*Exercise directions*: Your answer must be every line of the data below that holds the string "SessionRow", copied exactly.

Stored data
- Opening Delimiter -

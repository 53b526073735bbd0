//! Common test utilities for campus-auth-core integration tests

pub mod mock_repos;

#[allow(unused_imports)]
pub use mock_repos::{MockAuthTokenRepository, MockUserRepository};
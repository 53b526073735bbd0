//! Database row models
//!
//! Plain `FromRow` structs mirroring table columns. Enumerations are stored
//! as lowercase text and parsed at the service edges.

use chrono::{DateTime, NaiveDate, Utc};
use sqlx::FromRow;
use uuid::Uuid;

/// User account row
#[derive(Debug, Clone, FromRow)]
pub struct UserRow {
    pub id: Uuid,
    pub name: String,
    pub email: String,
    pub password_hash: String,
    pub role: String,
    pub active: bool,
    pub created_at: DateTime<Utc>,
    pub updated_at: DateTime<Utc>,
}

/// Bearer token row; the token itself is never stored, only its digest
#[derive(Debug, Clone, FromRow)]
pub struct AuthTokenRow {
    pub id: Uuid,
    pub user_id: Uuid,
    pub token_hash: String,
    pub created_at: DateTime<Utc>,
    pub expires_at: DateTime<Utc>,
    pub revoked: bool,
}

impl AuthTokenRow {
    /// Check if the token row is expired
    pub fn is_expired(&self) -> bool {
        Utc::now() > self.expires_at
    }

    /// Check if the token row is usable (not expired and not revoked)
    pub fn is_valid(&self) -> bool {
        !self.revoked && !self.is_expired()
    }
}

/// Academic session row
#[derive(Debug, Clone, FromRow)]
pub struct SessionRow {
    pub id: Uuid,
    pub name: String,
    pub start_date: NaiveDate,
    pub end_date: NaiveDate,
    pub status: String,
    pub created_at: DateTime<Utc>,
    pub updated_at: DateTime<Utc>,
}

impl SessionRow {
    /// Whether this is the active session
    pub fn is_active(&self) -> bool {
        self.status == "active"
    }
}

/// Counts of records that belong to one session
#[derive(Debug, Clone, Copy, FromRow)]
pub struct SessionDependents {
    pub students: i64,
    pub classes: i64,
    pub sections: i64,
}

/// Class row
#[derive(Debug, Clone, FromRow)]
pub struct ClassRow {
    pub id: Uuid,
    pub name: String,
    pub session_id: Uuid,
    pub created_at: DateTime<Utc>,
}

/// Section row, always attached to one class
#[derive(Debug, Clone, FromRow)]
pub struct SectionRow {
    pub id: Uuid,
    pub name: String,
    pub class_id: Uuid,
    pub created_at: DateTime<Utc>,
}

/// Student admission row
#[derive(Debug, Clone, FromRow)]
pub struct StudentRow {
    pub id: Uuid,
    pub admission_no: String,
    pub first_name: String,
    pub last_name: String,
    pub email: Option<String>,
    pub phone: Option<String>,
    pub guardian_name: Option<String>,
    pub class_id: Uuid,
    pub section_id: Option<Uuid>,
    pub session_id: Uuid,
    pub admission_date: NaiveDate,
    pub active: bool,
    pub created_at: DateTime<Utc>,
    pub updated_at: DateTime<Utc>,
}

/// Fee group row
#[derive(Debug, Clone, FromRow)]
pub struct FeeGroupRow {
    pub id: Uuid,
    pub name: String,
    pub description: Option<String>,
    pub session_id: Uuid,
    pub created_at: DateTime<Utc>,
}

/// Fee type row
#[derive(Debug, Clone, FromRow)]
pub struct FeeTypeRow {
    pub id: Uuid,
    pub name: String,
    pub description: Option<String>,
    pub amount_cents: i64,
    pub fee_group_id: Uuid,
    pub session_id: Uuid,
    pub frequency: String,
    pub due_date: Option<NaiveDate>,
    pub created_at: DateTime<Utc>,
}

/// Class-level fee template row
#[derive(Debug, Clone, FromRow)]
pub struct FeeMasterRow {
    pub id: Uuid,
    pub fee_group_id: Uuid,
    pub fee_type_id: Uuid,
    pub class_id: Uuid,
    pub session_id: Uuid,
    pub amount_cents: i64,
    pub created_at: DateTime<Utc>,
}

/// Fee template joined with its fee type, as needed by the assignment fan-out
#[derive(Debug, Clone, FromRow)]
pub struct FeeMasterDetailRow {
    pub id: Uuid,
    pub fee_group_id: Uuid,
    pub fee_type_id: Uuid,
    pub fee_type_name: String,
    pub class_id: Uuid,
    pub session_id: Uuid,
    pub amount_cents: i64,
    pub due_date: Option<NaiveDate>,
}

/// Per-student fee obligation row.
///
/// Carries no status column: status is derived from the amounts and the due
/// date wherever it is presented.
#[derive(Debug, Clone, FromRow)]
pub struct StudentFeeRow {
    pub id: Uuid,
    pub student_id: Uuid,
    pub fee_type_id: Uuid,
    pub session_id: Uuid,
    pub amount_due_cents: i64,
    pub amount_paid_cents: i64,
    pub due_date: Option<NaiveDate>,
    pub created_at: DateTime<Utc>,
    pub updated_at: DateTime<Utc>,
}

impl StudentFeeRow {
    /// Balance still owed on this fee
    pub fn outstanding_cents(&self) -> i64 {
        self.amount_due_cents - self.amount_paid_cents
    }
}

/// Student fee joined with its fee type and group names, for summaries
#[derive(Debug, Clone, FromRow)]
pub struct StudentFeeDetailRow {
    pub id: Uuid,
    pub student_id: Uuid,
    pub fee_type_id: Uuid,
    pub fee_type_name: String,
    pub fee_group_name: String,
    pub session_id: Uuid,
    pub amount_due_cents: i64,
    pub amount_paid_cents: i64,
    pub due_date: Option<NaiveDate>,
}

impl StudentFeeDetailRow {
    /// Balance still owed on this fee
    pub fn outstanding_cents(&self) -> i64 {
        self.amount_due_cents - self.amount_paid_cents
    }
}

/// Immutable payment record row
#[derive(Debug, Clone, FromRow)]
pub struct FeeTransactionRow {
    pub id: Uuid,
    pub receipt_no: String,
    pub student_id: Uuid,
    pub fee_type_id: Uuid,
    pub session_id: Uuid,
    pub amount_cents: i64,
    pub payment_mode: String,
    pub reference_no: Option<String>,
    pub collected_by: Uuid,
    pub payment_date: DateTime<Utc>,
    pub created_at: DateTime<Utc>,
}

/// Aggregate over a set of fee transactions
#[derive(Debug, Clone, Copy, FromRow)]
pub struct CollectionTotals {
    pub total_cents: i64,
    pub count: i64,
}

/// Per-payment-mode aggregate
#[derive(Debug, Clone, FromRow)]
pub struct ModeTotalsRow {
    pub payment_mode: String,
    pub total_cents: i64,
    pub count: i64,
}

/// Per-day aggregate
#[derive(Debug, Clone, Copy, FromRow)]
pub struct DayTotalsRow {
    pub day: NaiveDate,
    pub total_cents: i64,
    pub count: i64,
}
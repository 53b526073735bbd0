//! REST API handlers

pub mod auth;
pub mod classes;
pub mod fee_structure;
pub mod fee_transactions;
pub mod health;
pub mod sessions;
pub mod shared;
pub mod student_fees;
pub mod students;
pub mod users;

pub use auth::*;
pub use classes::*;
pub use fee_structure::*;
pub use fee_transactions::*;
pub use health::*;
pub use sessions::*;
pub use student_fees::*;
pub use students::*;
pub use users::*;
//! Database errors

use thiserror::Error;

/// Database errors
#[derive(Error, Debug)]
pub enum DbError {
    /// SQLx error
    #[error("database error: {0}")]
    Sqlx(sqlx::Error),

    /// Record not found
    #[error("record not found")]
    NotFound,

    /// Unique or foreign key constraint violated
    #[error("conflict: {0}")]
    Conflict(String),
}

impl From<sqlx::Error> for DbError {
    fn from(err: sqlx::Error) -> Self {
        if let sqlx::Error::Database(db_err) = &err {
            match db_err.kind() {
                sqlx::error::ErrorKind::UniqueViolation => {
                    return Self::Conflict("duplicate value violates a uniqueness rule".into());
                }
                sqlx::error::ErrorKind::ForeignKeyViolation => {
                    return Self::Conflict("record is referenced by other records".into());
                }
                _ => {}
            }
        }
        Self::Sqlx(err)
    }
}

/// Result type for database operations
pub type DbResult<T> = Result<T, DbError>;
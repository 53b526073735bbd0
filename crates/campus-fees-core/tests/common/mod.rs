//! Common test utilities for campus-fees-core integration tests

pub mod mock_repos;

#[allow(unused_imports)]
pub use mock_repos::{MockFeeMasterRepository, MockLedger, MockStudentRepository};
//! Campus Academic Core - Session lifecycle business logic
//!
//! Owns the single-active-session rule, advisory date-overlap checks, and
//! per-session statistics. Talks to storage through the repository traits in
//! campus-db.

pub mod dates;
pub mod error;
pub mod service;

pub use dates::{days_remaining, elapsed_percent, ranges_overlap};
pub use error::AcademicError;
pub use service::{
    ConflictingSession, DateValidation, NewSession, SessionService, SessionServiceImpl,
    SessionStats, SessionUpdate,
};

- Closing Delimiter -

*Response to the task*:
pub struct SessionRow {
impl SessionRow {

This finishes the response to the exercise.